Ses modèles et ses auteurs parlaient à son imagination. Ce n’étaient pas pour lui des hommes quelconques, types de l’humanité, tirant toute leur valeur de leur définition. C’était Andromaque, l’Andromaque d’Homère et de Virgile, c’était l’Oreste fatal d’Eschyle et d’Euripide. Toute la Grèce homérique lui apparaissait sur le rivage d’Aulis, autour de l’autel où il traînait Iphigénie. La grande figure de Mithridate séduisait son âme d’artiste ; et, au risque de déranger l’équilibre de sa composition, au milieu du drame réaliste du vieillard amoureux, il s’arrêtait à peindre, dans toute sa hauteur, le despote oriental, cruel et héroïque, dont Plutarque lui donnait l’idée. Il écrivait Britannicus, le plus saisissant tableau qu’on ait tracé de Rome impériale : il l’écrivait en pur artiste, sans idée ni intention de politique, attaché seulement à bien rendre la sombre couleur de Tacite. Là, comme dans Mithridate, il en use librement avec ses auteurs, pour le détail des faits et pour la composition psychologique des caractères individuels : mais Plutarque et Tacite ont très fortement enfoncé dans son âme la vision d’une Asie barbare ou d’une Rome corrompue, qui se déploie par-dessus le mécanisme abstrait des forces morales.
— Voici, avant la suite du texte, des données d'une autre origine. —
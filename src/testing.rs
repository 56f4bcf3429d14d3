//! Scripted dataset source and in-memory store for tests.

use std::{
    collections::{HashMap, VecDeque},
    fs,
    ops::Range,
    path::{Path, PathBuf},
    sync::{
        atomic::{AtomicUsize, Ordering},
        Arc, Mutex,
    },
};

use chrono::{Datelike, Duration, NaiveDate, NaiveDateTime};
use ndarray::{s, Array4};

use crate::{
    catalog::{build_catalog, Cadence, DEFAULT_VARIABLES},
    dataset::{DatasetError, DatasetHandle, Field, FieldStore, Hyperslab, RemoteSource},
    time::RawTimeAxis,
    window::{DepthWindow, DomainWindow},
};

pub const HOURLY: i64 = 1;
pub const THREE_HOURLY: i64 = 3;

/// July 2025, day `d` at hour `h`.
pub fn at(d: u32, h: u32) -> NaiveDateTime {
    NaiveDate::from_ymd_opt(2025, 7, d)
        .unwrap()
        .and_hms_opt(h, 0, 0)
        .unwrap()
}

/// Selects three latitudes and three longitudes of the mock grid.
pub fn domain() -> DomainWindow {
    DomainWindow {
        lon_min: 11.0,
        lon_max: 13.0,
        lat_min: -39.0,
        lat_max: -37.0,
    }
}

#[derive(Debug, Clone)]
pub struct MockDataset {
    pub raw_time: RawTimeAxis,
    /// Full grid. Its own time labels are ignored in favour of `raw_time`.
    pub field: Field,
}

/// `steps` time steps of `name` every `step_hours` from `start`. Every value
/// equals the day of month of its time step.
pub fn dataset(
    name: &str,
    start: NaiveDateTime,
    step_hours: i64,
    steps: usize,
    with_depth: bool,
) -> MockDataset {
    let epoch = NaiveDate::from_ymd_opt(2000, 1, 1)
        .unwrap()
        .and_hms_opt(0, 0, 0)
        .unwrap();
    let time: Vec<NaiveDateTime> = (0..steps)
        .map(|i| start + Duration::hours(step_hours * i as i64))
        .collect();
    let depth = with_depth.then(|| vec![0.0, 10.0, 6000.0]);
    let nz = depth.as_ref().map_or(1, |d| d.len());

    let mut data = Array4::<f32>::zeros((steps, nz, 5, 5));
    for (i, t) in time.iter().enumerate() {
        data.slice_mut(s![i, .., .., ..]).fill(t.day() as f32);
    }

    let field = Field::new(
        name,
        time.clone(),
        depth,
        vec![-40.0, -39.0, -38.0, -37.0, -36.0],
        vec![10.0, 11.0, 12.0, 13.0, 14.0],
        data,
    )
    .unwrap();

    MockDataset {
        raw_time: RawTimeAxis {
            values: time.iter().map(|t| (*t - epoch).num_hours() as f64).collect(),
            units: Some("hours since 2000-01-01 00:00:00".to_string()),
            calendar: Some("gregorian".to_string()),
        },
        field,
    }
}

/// A complete three-hourly dataset from 2025-07-10.
pub fn three_hourly_dataset(name: &str, with_depth: bool) -> MockDataset {
    dataset(name, at(10, 0), THREE_HOURLY, Cadence::ThreeHourly.min_steps(), with_depth)
}

/// A source serving complete datasets for every default variable.
pub fn hycom_source(run_date: &NaiveDateTime) -> MockSource {
    let variables: Vec<String> = DEFAULT_VARIABLES.iter().map(|v| v.to_string()).collect();
    let mut source = MockSource::new();

    for spec in build_catalog(&variables, run_date).unwrap() {
        let dataset = match spec.cadence {
            Cadence::Hourly => dataset(&spec.variable_id, at(10, 0), HOURLY, spec.cadence.min_steps(), false),
            Cadence::ThreeHourly => three_hourly_dataset(&spec.variable_id, true),
        };
        source = source.with_dataset(&spec.remote_uri, dataset);
    }

    source
}

/// Ways a single open can go wrong.
#[derive(Debug, Clone)]
pub enum Glitch {
    OpenFails,
    MissingCalendar,
    MalformedUnits,
    /// Only the first `n` time steps are published.
    Truncated(usize),
}

/// Serves [`MockDataset`]s, replaying scripted glitches on successive opens.
#[derive(Default)]
pub struct MockSource {
    datasets: HashMap<String, MockDataset>,
    glitches: Mutex<HashMap<String, VecDeque<Glitch>>>,
    opens: Mutex<HashMap<String, usize>>,
    closes: Arc<AtomicUsize>,
}

impl MockSource {
    pub fn new() -> Self {
        Self::default()
    }

    pub fn with_dataset(mut self, uri: &str, dataset: MockDataset) -> Self {
        self.datasets.insert(uri.to_string(), dataset);
        self
    }

    pub fn with_glitches(self, uri: &str, glitches: Vec<Glitch>) -> Self {
        self.glitches
            .lock()
            .unwrap()
            .insert(uri.to_string(), glitches.into());
        self
    }

    pub fn opens(&self, uri: &str) -> usize {
        self.opens.lock().unwrap().get(uri).copied().unwrap_or(0)
    }

    pub fn closed(&self) -> usize {
        self.closes.load(Ordering::SeqCst)
    }
}

impl RemoteSource for MockSource {
    type Handle = MockHandle;

    fn open(
        &self,
        uri: &str,
        drop_variables: &[&str],
        domain: &DomainWindow,
    ) -> Result<MockHandle, DatasetError> {
        *self.opens.lock().unwrap().entry(uri.to_string()).or_default() += 1;

        let dataset = self
            .datasets
            .get(uri)
            .ok_or_else(|| DatasetError::InvalidData(format!("no such dataset {}", uri)))?;
        let glitch = self
            .glitches
            .lock()
            .unwrap()
            .get_mut(uri)
            .and_then(|g| g.pop_front());

        let mut raw_time = dataset.raw_time.clone();
        match glitch {
            Some(Glitch::OpenFails) => {
                return Err(DatasetError::InvalidData("server hung up".to_string()))
            }
            Some(Glitch::MissingCalendar) => raw_time.calendar = None,
            Some(Glitch::MalformedUnits) => raw_time.units = Some("hours after noon".to_string()),
            Some(Glitch::Truncated(n)) => raw_time.values.truncate(n),
            None => {}
        }

        Ok(MockHandle {
            raw_time,
            field: dataset.field.clone(),
            dropped: drop_variables.iter().map(|v| v.to_string()).collect(),
            lat: domain.lat_indices(&dataset.field.lat),
            lon: domain.lon_indices(&dataset.field.lon),
            closes: Arc::clone(&self.closes),
        })
    }
}

pub struct MockHandle {
    raw_time: RawTimeAxis,
    field: Field,
    dropped: Vec<String>,
    lat: Option<Range<usize>>,
    lon: Option<Range<usize>>,
    closes: Arc<AtomicUsize>,
}

impl DatasetHandle for MockHandle {
    fn time_axis(&self) -> Result<RawTimeAxis, DatasetError> {
        Ok(self.raw_time.clone())
    }

    fn read(
        &self,
        variable: &str,
        time: Range<usize>,
        depth: &DepthWindow,
    ) -> Result<Hyperslab, DatasetError> {
        if variable != self.field.name || self.dropped.iter().any(|d| d == variable) {
            return Err(DatasetError::MissingVariable(variable.to_string()));
        }
        let (Some(lat), Some(lon)) = (self.lat.clone(), self.lon.clone()) else {
            return Err(DatasetError::InvalidData("domain outside grid".to_string()));
        };
        let (levels, z) = match &self.field.depth {
            Some(levels) => {
                let z = depth
                    .indices(levels)
                    .ok_or_else(|| DatasetError::InvalidData("no depth levels".to_string()))?;
                (Some(levels[z.clone()].to_vec()), z)
            }
            None => (None, 0..1),
        };

        Ok(Hyperslab {
            depth: levels,
            lat: self.field.lat[lat.clone()].to_vec(),
            lon: self.field.lon[lon.clone()].to_vec(),
            data: self.field.data.slice(s![time, z, lat, lon]).to_owned(),
            attributes: self.field.attributes.clone(),
        })
    }

    fn close(self) -> Result<(), DatasetError> {
        self.closes.fetch_add(1, Ordering::SeqCst);
        Ok(())
    }
}

/// Keeps written fields in memory and leaves an empty marker file on disk so
/// directory listings and renames behave as with a real store.
#[derive(Default)]
pub struct MemoryStore {
    files: Mutex<HashMap<PathBuf, Vec<Field>>>,
    fail_on: Option<String>,
}

impl MemoryStore {
    /// A store that refuses to write any path containing `pattern`.
    pub fn failing_on(pattern: &str) -> Self {
        MemoryStore {
            fail_on: Some(pattern.to_string()),
            ..Self::default()
        }
    }

    pub fn stored(&self, path: &Path) -> Option<Vec<Field>> {
        self.files.lock().unwrap().get(path).cloned()
    }
}

impl FieldStore for MemoryStore {
    fn write(&self, path: &Path, fields: &[Field]) -> Result<(), DatasetError> {
        if let Some(pattern) = &self.fail_on {
            if path.to_string_lossy().contains(pattern.as_str()) {
                return Err(DatasetError::InvalidData(format!("refusing to write {}", path.display())));
            }
        }

        fs::write(path, b"")?;
        self.files
            .lock()
            .unwrap()
            .insert(path.to_path_buf(), fields.to_vec());

        Ok(())
    }

    fn read(&self, path: &Path) -> Result<Vec<Field>, DatasetError> {
        self.files
            .lock()
            .unwrap()
            .get(path)
            .cloned()
            .ok_or_else(|| DatasetError::MissingVariable(path.display().to_string()))
    }

    fn persist(&self, from: &Path, to: &Path) -> Result<(), DatasetError> {
        fs::rename(from, to)?;
        let mut files = self.files.lock().unwrap();
        if let Some(fields) = files.remove(from) {
            files.insert(to.to_path_buf(), fields);
        }

        Ok(())
    }
}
Phèdre a une poésie plus prestigieuse encore : on ne saurait citer tous les vers qui créent, autour de cette dure étude de passion, une sorte d’atmosphère fabuleuse, enveloppant Phèdre de tout un cortège de merveilleuses ou terribles légendes, et nous donnant la sensation puissante des temps mythologiques :

Noble et brillant auteur d’une triste famille,
Toi dont ma mère osait se vanter d’être fille,…
Soleil…
O haine de Vénus ! ô fatale colère !
Dans quels égarements l’amour jeta ma mère !…
Ariane, ma sœur, etc…
La fille de Minos et de Pasiphaé…
Moi-même, il m’enferma dans des cavernes sombres,
Lieux profonds, et voisins de l’empire des ombres…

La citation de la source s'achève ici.